■ **Activity**:
Check every line of the data below for the word "ReaderBuilder". Copy the ones that have it.

■ **Data supplied**:
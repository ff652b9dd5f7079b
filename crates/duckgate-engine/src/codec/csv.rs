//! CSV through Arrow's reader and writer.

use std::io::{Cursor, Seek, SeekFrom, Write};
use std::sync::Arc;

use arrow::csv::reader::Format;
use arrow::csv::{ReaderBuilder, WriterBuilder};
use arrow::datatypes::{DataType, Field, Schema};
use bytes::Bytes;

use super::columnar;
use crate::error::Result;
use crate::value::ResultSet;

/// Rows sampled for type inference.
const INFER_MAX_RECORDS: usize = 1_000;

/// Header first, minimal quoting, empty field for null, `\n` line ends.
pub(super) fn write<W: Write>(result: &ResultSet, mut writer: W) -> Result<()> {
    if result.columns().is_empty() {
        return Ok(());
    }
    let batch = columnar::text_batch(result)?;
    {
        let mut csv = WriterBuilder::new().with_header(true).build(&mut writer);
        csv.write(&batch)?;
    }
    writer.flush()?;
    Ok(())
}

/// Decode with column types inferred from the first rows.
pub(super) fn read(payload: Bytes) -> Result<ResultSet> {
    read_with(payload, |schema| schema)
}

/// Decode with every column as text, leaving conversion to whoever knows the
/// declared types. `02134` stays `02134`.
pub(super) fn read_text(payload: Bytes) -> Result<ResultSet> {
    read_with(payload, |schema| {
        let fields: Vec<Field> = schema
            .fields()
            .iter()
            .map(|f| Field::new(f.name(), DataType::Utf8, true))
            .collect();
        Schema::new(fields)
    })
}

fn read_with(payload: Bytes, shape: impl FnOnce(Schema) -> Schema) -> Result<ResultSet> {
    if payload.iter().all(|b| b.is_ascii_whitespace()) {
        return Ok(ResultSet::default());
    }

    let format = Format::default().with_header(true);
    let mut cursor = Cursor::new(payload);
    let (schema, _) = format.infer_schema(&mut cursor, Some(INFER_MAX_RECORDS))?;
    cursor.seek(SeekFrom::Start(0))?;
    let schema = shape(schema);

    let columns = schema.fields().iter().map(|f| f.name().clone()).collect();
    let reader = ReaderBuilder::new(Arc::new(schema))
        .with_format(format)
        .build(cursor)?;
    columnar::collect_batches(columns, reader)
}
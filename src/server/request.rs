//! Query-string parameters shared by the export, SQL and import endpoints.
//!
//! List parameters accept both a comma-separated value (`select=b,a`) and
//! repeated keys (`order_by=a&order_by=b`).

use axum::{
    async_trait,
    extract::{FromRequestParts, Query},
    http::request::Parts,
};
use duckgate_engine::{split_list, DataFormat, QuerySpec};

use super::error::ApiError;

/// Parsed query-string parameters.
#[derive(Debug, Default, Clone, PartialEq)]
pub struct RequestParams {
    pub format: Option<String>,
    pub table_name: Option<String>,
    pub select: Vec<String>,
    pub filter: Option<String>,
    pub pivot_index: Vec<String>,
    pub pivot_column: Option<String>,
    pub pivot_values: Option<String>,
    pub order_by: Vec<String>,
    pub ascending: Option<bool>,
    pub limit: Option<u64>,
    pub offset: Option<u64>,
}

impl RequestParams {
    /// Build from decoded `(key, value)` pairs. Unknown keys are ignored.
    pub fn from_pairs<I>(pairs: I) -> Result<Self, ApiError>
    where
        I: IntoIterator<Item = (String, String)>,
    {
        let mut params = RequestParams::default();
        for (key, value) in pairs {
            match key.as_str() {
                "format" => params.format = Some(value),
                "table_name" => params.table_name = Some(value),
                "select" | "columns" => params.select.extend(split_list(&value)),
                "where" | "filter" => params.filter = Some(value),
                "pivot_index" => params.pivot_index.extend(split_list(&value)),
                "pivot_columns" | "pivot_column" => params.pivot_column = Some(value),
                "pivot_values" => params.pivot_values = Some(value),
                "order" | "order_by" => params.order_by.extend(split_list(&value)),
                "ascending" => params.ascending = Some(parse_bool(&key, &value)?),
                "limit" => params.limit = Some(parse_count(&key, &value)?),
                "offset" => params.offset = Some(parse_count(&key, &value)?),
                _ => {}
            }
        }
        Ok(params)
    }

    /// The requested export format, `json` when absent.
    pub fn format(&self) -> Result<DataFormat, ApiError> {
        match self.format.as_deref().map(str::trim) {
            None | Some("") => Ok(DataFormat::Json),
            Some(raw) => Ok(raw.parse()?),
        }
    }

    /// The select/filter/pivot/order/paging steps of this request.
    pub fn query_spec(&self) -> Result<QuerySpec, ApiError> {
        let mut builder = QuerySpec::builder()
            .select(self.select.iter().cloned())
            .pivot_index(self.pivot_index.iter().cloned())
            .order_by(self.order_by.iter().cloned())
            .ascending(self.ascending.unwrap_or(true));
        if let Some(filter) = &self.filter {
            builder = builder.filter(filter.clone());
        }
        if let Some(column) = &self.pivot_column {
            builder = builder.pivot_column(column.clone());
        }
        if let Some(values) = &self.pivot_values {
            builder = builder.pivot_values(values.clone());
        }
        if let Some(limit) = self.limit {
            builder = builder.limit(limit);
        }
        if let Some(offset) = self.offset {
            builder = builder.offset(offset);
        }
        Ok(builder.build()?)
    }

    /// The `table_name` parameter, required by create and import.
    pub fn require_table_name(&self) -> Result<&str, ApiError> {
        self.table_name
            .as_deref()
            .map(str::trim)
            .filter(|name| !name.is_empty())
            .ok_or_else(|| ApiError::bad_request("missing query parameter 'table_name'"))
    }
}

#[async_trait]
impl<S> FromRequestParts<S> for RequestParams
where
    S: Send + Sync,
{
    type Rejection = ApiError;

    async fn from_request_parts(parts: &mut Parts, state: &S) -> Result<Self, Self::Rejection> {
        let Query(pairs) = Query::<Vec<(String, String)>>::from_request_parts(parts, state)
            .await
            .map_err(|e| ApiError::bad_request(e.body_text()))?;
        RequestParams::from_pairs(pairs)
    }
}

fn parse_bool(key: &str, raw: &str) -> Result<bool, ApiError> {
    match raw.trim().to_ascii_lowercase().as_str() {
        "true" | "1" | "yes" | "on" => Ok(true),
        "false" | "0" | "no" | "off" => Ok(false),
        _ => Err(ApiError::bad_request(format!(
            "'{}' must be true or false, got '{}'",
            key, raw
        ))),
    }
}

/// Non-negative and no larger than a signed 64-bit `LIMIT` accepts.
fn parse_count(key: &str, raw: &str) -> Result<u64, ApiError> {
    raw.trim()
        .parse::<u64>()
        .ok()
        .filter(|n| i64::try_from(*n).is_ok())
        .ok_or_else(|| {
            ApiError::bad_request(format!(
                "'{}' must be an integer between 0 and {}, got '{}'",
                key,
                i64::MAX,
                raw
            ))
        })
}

* * *

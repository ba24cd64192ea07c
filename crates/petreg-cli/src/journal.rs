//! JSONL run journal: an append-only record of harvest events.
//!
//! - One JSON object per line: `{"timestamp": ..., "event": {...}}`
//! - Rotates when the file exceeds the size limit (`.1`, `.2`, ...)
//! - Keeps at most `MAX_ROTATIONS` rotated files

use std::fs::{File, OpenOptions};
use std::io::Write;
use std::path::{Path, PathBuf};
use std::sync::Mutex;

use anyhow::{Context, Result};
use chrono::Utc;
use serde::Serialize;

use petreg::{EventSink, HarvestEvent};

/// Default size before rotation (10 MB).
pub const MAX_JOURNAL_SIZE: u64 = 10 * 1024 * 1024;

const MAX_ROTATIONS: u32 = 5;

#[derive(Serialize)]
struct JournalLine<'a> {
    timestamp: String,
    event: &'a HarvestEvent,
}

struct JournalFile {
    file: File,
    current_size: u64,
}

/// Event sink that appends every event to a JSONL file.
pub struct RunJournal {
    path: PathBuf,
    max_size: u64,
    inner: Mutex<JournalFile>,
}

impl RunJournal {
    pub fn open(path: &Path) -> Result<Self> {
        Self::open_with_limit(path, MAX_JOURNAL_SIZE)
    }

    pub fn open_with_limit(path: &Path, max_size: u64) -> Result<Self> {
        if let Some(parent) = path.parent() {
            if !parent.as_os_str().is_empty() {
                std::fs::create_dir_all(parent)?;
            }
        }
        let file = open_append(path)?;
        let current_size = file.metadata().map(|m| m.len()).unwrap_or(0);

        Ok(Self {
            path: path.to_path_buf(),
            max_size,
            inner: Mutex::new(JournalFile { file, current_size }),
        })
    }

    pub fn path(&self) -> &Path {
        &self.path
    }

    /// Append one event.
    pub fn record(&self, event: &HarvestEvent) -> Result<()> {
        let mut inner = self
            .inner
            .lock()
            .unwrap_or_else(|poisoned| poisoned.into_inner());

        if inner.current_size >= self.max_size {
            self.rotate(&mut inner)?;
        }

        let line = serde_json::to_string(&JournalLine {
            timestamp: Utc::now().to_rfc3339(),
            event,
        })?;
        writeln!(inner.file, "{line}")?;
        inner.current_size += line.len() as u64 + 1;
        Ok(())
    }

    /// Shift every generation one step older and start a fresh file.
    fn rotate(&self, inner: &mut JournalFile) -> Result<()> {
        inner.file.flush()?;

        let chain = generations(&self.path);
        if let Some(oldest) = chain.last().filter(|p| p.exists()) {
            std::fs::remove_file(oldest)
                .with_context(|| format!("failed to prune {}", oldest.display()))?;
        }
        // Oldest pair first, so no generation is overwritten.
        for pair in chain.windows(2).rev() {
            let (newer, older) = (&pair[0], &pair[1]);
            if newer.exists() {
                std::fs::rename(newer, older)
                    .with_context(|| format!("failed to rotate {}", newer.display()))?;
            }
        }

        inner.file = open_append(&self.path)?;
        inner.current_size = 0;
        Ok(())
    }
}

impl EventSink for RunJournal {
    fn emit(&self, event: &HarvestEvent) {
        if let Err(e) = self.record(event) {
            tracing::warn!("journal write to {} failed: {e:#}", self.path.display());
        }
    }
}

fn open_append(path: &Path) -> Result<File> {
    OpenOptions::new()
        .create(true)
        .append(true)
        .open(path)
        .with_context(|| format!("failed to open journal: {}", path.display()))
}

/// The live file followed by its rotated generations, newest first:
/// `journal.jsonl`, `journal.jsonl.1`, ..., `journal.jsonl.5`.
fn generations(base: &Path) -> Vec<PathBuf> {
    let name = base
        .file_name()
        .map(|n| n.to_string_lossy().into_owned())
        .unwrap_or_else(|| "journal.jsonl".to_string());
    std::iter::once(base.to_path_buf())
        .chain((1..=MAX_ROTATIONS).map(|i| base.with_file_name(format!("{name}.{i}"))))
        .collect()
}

■ **Written answer**:
use arrow::csv::{ReaderBuilder, WriterBuilder};
    let reader = ReaderBuilder::new(Arc::new(schema))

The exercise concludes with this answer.